→ Dataset entries
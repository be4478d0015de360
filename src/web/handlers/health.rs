//! # Health Check Handlers
//!
//! Liveness and readiness endpoints for monitoring and load balancing.

use axum::extract::State;
use axum::Json;
use serde::{Deserialize, Serialize};
use tracing::{debug, error};

use crate::web::errors::{ApiError, ApiResult};
use crate::web::state::AppState;

/// Basic health check response
#[derive(Debug, Serialize, Deserialize)]
pub struct HealthResponse {
    pub status: String,
    pub timestamp: String,
}

/// Readiness response including the backing store check
#[derive(Debug, Serialize, Deserialize)]
pub struct ReadinessResponse {
    pub status: String,
    pub timestamp: String,
    pub backend: String,
    pub duration_ms: u64,
}

/// Basic health check endpoint: GET /health
///
/// Returns OK whenever the process is serving requests.
pub async fn basic_health() -> Json<HealthResponse> {
    Json(HealthResponse {
        status: "ok".to_string(),
        timestamp: chrono::Utc::now().to_rfc3339(),
    })
}

/// Readiness probe: GET /ready
///
/// Ready only when the backing store answers.
pub async fn readiness_probe(State(state): State<AppState>) -> ApiResult<Json<ReadinessResponse>> {
    debug!("Performing readiness probe");

    let start_time = std::time::Instant::now();
    let repository = state.repository();

    if let Err(e) = repository.health_check().await {
        error!(backend = repository.backend_name(), error = %e, "Readiness check failed");
        return Err(ApiError::ServiceUnavailable);
    }

    Ok(Json(ReadinessResponse {
        status: "ready".to_string(),
        timestamp: chrono::Utc::now().to_rfc3339(),
        backend: repository.backend_name().to_string(),
        duration_ms: start_time.elapsed().as_millis() as u64,
    }))
}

→ EXERCISE BRIEF
Repeat the entries above exactly, beginning at their first line and ending with the line that contains "is serving requests.", with nothing added.

→ RESPONSE AREA
repository be4478d0015de360
filename src/web/handlers/health.rs
//! # Health Check Handlers
//!
//! Liveness and readiness endpoints for monitoring and load balancing.

use axum::extract::State;
use axum::Json;
use serde::{Deserialize, Serialize};
use tracing::{debug, error};

use crate::web::errors::{ApiError, ApiResult};
use crate::web::state::AppState;

/// Basic health check response
#[derive(Debug, Serialize, Deserialize)]
pub struct HealthResponse {
    pub status: String,
    pub timestamp: String,
}

/// Readiness response including the backing store check
#[derive(Debug, Serialize, Deserialize)]
pub struct ReadinessResponse {
    pub status: String,
    pub timestamp: String,
    pub backend: String,
    pub duration_ms: u64,
}

/// Basic health check endpoint: GET /health
///
/// Returns OK whenever the process is serving requests.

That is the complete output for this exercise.